» **SUPPLIED DATA**:

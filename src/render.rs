//! Drawing decoded frames onto a fixed-size surface.

use crate::geometry::{cover_crop, Rect, SourceRect};
use crate::RenderError;

/// A decoded image with known natural dimensions.
pub trait FrameImage {
    /// Natural width in pixels.
    fn width(&self) -> u32;
    /// Natural height in pixels.
    fn height(&self) -> u32;
}

/// A drawing surface with a fixed backing store.
///
/// The player sets the backing size once, at construction, and never
/// resizes it afterwards.
pub trait Surface {
    /// Image type this surface can draw
    type Image: FrameImage;

    /// Size in logical (CSS) pixels, used when no explicit size is configured.
    fn logical_size(&self) -> (u32, u32);

    /// Physical pixels per logical pixel.
    fn device_pixel_ratio(&self) -> f64 {
        1.0
    }

    /// Resize the backing store to `width` x `height` physical pixels.
    fn set_backing_size(&mut self, width: u32, height: u32);

    /// Backing store size in physical pixels.
    fn backing_size(&self) -> (u32, u32);

    /// Erase `rect` to transparent.
    fn clear(&mut self, rect: Rect) -> Result<(), RenderError>;

    /// Draw the `source` region of `image` scaled into `dest`.
    ///
    /// Parts of `source` outside the image are clipped, and `dest` shrinks
    /// by the same proportion, as the canvas `drawImage` call does.
    fn draw_image(&mut self, image: &Self::Image, source: Rect, dest: Rect) -> Result<(), RenderError>;
}

/// Platform-agnostic description of one frame draw.
#[derive(Clone, Copy, Debug, PartialEq)]
pub struct RenderPlan {
    /// Area erased before drawing
    pub clear: Rect,
    /// Region of the image to sample
    pub source: SourceRect,
    /// Area of the surface to fill
    pub dest: Rect,
}

/// Plan a cover-fit draw of a `image_width`x`image_height` image onto the
/// whole `surface_width`x`surface_height` backing store.
///
/// ## Example
///
/// ```rust
/// use frameseq_player::render::plan_frame;
///
/// let plan = plan_frame(800, 600, 400, 400).unwrap();
/// assert_eq!(plan.dest, plan.clear);
/// assert_eq!(plan.dest.width, 400.0);
/// assert_eq!(plan.source.sy, 0.0);
/// ```
pub fn plan_frame(
    image_width: u32,
    image_height: u32,
    surface_width: u32,
    surface_height: u32,
) -> Result<RenderPlan, RenderError> {
    if image_width == 0 || image_height == 0 {
        return Err(RenderError::EmptyImage {
            width: image_width,
            height: image_height,
        });
    }
    let (w, h) = (surface_width as f64, surface_height as f64);
    let dest = Rect::from_size(w, h);
    Ok(RenderPlan {
        clear: dest,
        source: cover_crop(image_width as f64, image_height as f64, w, h),
        dest,
    })
}

/// Clear the surface and draw `image` cover-fitted onto it.
pub fn render_frame<S: Surface>(surface: &mut S, image: &S::Image) -> Result<RenderPlan, RenderError> {
    let (width, height) = surface.backing_size();
    let plan = plan_frame(image.width(), image.height(), width, height)?;
    surface.clear(plan.clear)?;
    surface.draw_image(image, plan.source.to_rect(), plan.dest)?;
    Ok(plan)
}

/// Web-specific rendering implementation.
#[cfg(feature = "web")]
pub mod web {
    use super::*;
    use wasm_bindgen::JsCast;
    use web_sys::{CanvasRenderingContext2d, HtmlCanvasElement, HtmlImageElement};

    impl FrameImage for HtmlImageElement {
        fn width(&self) -> u32 {
            self.natural_width()
        }

        fn height(&self) -> u32 {
            self.natural_height()
        }
    }

    /// An HTML canvas with its 2d context.
    #[derive(Clone, Debug)]
    pub struct CanvasSurface {
        canvas: HtmlCanvasElement,
        context: CanvasRenderingContext2d,
    }

    impl CanvasSurface {
        /// Wrap `canvas` and acquire its 2d context.
        pub fn new(canvas: HtmlCanvasElement) -> Result<Self, RenderError> {
            let context = canvas
                .get_context("2d")
                .map_err(|_| RenderError::Backend("Failed to get 2d context".into()))?
                .ok_or_else(|| RenderError::Backend("No 2d context available".into()))?
                .dyn_into::<CanvasRenderingContext2d>()
                .map_err(|_| RenderError::Backend("Failed to cast to CanvasRenderingContext2d".into()))?;
            Ok(Self { canvas, context })
        }

        /// The underlying canvas element.
        pub fn canvas(&self) -> &HtmlCanvasElement {
            &self.canvas
        }
    }

    impl Surface for CanvasSurface {
        type Image = HtmlImageElement;

        fn logical_size(&self) -> (u32, u32) {
            (
                self.canvas.client_width().max(0) as u32,
                self.canvas.client_height().max(0) as u32,
            )
        }

        fn device_pixel_ratio(&self) -> f64 {
            web_sys::window()
                .map(|window| window.device_pixel_ratio())
                .unwrap_or(1.0)
        }

        fn set_backing_size(&mut self, width: u32, height: u32) {
            self.canvas.set_width(width);
            self.canvas.set_height(height);
        }

        fn backing_size(&self) -> (u32, u32) {
            (self.canvas.width(), self.canvas.height())
        }

        fn clear(&mut self, rect: Rect) -> Result<(), RenderError> {
            self.context.clear_rect(rect.x, rect.y, rect.width, rect.height);
            Ok(())
        }

        fn draw_image(&mut self, image: &HtmlImageElement, source: Rect, dest: Rect) -> Result<(), RenderError> {
            self.context
                .draw_image_with_html_image_element_and_sw_and_sh_and_dx_and_dy_and_dw_and_dh(
                    image,
                    source.x,
                    source.y,
                    source.width,
                    source.height,
                    dest.x,
                    dest.y,
                    dest.width,
                    dest.height,
                )
                .map_err(|_| RenderError::Backend("Failed to draw image".into()))
        }
    }
}

/// In-memory RGBA surface backed by the `image` crate.
#[cfg(feature = "raster")]
pub mod raster {
    use super::*;
    use image::imageops::{self, FilterType};
    use image::{Rgba, RgbaImage};

    impl FrameImage for RgbaImage {
        fn width(&self) -> u32 {
            self.dimensions().0
        }

        fn height(&self) -> u32 {
            self.dimensions().1
        }
    }

    /// Off-screen pixel buffer.
    #[derive(Clone, Debug)]
    pub struct RasterSurface {
        buffer: RgbaImage,
        logical: (u32, u32),
        pixel_ratio: f64,
        filter: FilterType,
    }

    impl RasterSurface {
        /// A surface of `width`x`height` logical pixels at density 1.
        pub fn new(width: u32, height: u32) -> Self {
            Self {
                buffer: RgbaImage::new(width, height),
                logical: (width, height),
                pixel_ratio: 1.0,
                filter: FilterType::Triangle,
            }
        }

        /// Scale the backing store by `pixel_ratio`.
        pub fn with_pixel_ratio(mut self, pixel_ratio: f64) -> Self {
            self.pixel_ratio = pixel_ratio;
            self
        }

        /// Resampling filter used when scaling frames.
        pub fn with_filter(mut self, filter: FilterType) -> Self {
            self.filter = filter;
            self
        }

        /// The rendered pixels.
        pub fn pixels(&self) -> &RgbaImage {
            &self.buffer
        }

        /// Consume the surface, returning its pixels.
        pub fn into_pixels(self) -> RgbaImage {
            self.buffer
        }
    }

    impl Surface for RasterSurface {
        type Image = RgbaImage;

        fn logical_size(&self) -> (u32, u32) {
            self.logical
        }

        fn device_pixel_ratio(&self) -> f64 {
            self.pixel_ratio
        }

        fn set_backing_size(&mut self, width: u32, height: u32) {
            self.buffer = RgbaImage::new(width, height);
        }

        fn backing_size(&self) -> (u32, u32) {
            self.buffer.dimensions()
        }

        fn clear(&mut self, rect: Rect) -> Result<(), RenderError> {
            let (width, height) = self.buffer.dimensions();
            let Some(area) = rect.intersect(&Rect::from_size(width as f64, height as f64)) else {
                return Ok(());
            };
            let (x0, y0) = (area.x.floor() as u32, area.y.floor() as u32);
            let x1 = (area.right().ceil() as u32).min(width);
            let y1 = (area.bottom().ceil() as u32).min(height);
            for y in y0..y1 {
                for x in x0..x1 {
                    self.buffer.put_pixel(x, y, Rgba([0, 0, 0, 0]));
                }
            }
            Ok(())
        }

        fn draw_image(&mut self, image: &RgbaImage, source: Rect, dest: Rect) -> Result<(), RenderError> {
            if source.width <= 0.0 || source.height <= 0.0 {
                return Ok(());
            }
            let (iw, ih) = image.dimensions();
            let Some(visible) = source.intersect(&Rect::from_size(iw as f64, ih as f64)) else {
                return Ok(());
            };

            // Shrink the destination by however much of the source was clipped.
            let scale_x = dest.width / source.width;
            let scale_y = dest.height / source.height;
            let target = Rect::new(
                dest.x + (visible.x - source.x) * scale_x,
                dest.y + (visible.y - source.y) * scale_y,
                visible.width * scale_x,
                visible.height * scale_y,
            );

            let cx = visible.x.floor() as u32;
            let cy = visible.y.floor() as u32;
            let cw = ((visible.right().ceil() as u32).min(iw)).saturating_sub(cx).max(1);
            let ch = ((visible.bottom().ceil() as u32).min(ih)).saturating_sub(cy).max(1);
            let cropped = imageops::crop_imm(image, cx, cy, cw, ch).to_image();

            let tw = target.width.round().max(1.0) as u32;
            let th = target.height.round().max(1.0) as u32;
            let scaled = imageops::resize(&cropped, tw, th, self.filter);
            imageops::overlay(
                &mut self.buffer,
                &scaled,
                target.x.round() as i64,
                target.y.round() as i64,
            );
            Ok(())
        }
    }

}

#[cfg(test)]
mod tests {
    use super::*;
    use crate::testing::{RecordingSurface, SurfaceOp, TestImage};

    fn image(width: u32, height: u32) -> TestImage {
        TestImage {
            name: "frame".into(),
            width,
            height,
        }
    }

    #[test]
    fn test_render_clears_then_draws() {
        let mut surface = RecordingSurface::new(400, 400);
        let log = surface.log.clone();
        render_frame(&mut surface, &image(800, 600)).unwrap();

        let ops = log.borrow();
        assert_eq!(ops.len(), 2);
        assert_eq!(ops[0], SurfaceOp::Clear(Rect::from_size(400.0, 400.0)));
        match &ops[1] {
            SurfaceOp::Draw { source, dest, .. } => {
                assert_eq!(*dest, Rect::from_size(400.0, 400.0));
                assert!((source.x - 100.0).abs() < 1e-9);
                assert!((source.width - 600.0).abs() < 1e-9);
                assert_eq!(source.height, 600.0);
            }
            other => panic!("expected a draw, got {:?}", other),
        }
    }

    #[test]
    fn test_uses_backing_size_not_logical() {
        let mut surface = RecordingSurface::new(200, 100);
        surface.set_backing_size(400, 200);
        let plan = render_frame(&mut surface, &image(400, 200)).unwrap();
        assert_eq!(plan.dest, Rect::from_size(400.0, 200.0));
        assert_eq!(plan.source.to_rect(), Rect::from_size(400.0, 200.0));
    }

    #[test]
    fn test_empty_image_rejected() {
        let mut surface = RecordingSurface::new(10, 10);
        let err = render_frame(&mut surface, &image(0, 5)).unwrap_err();
        assert_eq!(err, RenderError::EmptyImage { width: 0, height: 5 });
        assert!(surface.log.borrow().is_empty());
    }
}
//! # frameseq-player
//!
//! Frame-sequence animation player: renders an ordered list of still images
//! onto a drawing surface at a controlled rate, emulating video playback
//! without a video decoder.
//!
//! This crate provides platform-agnostic logic for:
//! - Preloading images in parallel while preserving their order
//! - Cover-fit (aspect-fill) geometry for a fixed-size surface
//! - Refresh-aligned, delay-throttled frame scheduling
//! - A play/pause/ended playback state machine with lifecycle hooks
//!
//! ## Features
//!
//! - `raster` (default) - In-memory RGBA surface and filesystem loader via the `image` crate
//! - `web` - HTML canvas surface, `<img>` loader and `requestAnimationFrame` clock
//! - `serde` - Enable serialization/deserialization for [`PlaybackSettings`]
//! - `toml` - Parse [`PlaybackSettings`] from TOML
//!
//! ## Example
//!
//! ```rust,ignore
//! use frameseq_player::{EventHooks, FramePlayer, PlaybackSettings, PlayerConfig};
//! use frameseq_player::{CanvasSurface, WebClock, WebImageLoader, WebSpawner};
//! use std::rc::Rc;
//!
//! let settings = PlaybackSettings::new(urls).with_size(375, 667).with_delay_ms(100);
//! let events = EventHooks::new()
//!     .with_ready(|| log::info!("ready"))
//!     .with_ended(|| log::info!("done"));
//!
//! let config = PlayerConfig::new(
//!     settings,
//!     CanvasSurface::new(canvas)?,
//!     WebImageLoader::new(),
//!     WebClock::new(),
//!     Rc::new(WebSpawner),
//! )
//! .with_events(Rc::new(events));
//!
//! let player = FramePlayer::new(config)?;
//! player.play();
//! ```

mod animation;
mod clock;
mod config;
mod error;
mod events;
pub mod geometry;
mod loader;
mod player;
pub mod render;
pub mod scheduler;

#[cfg(test)]
mod testing;

pub use animation::{PlayRequest, PlaybackPhase, PlaybackState, Tick};
pub use clock::FrameClock;
pub use config::{PlaybackSettings, DEFAULT_DELAY_MS, DEFAULT_LOAD_TIMEOUT_MS};
pub use error::{ConfigError, LoadError, PlayerError, PreloadError, RenderError};
pub use events::{EventHooks, NoopEvents, PlayerEvents};
pub use geometry::{cover_crop, CropAxis, Rect, SourceRect};
pub use loader::{load_images, preload, ImageLoader, LoadProgress, LoadedImageSet};
pub use player::{FramePlayer, PlayerConfig};
pub use render::{render_frame, FrameImage, RenderPlan, Surface};

#[cfg(not(target_arch = "wasm32"))]
pub use clock::ThreadClock;

#[cfg(feature = "raster")]
pub use loader::raster::FileLoader;
#[cfg(feature = "raster")]
pub use render::raster::RasterSurface;

#[cfg(feature = "web")]
pub use clock::web::WebClock;
#[cfg(feature = "web")]
pub use loader::web::WebImageLoader;
#[cfg(feature = "web")]
pub use render::web::CanvasSurface;
#[cfg(feature = "web")]
pub use scheduler::web::WebSpawner;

» **WHAT TO PRODUCE**:
Word for word, restate the entries from the first line to the line that has "fn logical_size(&self) -> (u32, u32);", both included, and nothing else.

» **ANSWER SPACE**:
filename src/render.rs
//! Drawing decoded frames onto a fixed-size surface.

use crate::geometry::{cover_crop, Rect, SourceRect};
use crate::RenderError;

/// A decoded image with known natural dimensions.
pub trait FrameImage {
    /// Natural width in pixels.
    fn width(&self) -> u32;
    /// Natural height in pixels.
    fn height(&self) -> u32;
}

/// A drawing surface with a fixed backing store.
///
/// The player sets the backing size once, at construction, and never
/// resizes it afterwards.
pub trait Surface {
    /// Image type this surface can draw
    type Image: FrameImage;

    /// Size in logical (CSS) pixels, used when no explicit size is configured.
    fn logical_size(&self) -> (u32, u32);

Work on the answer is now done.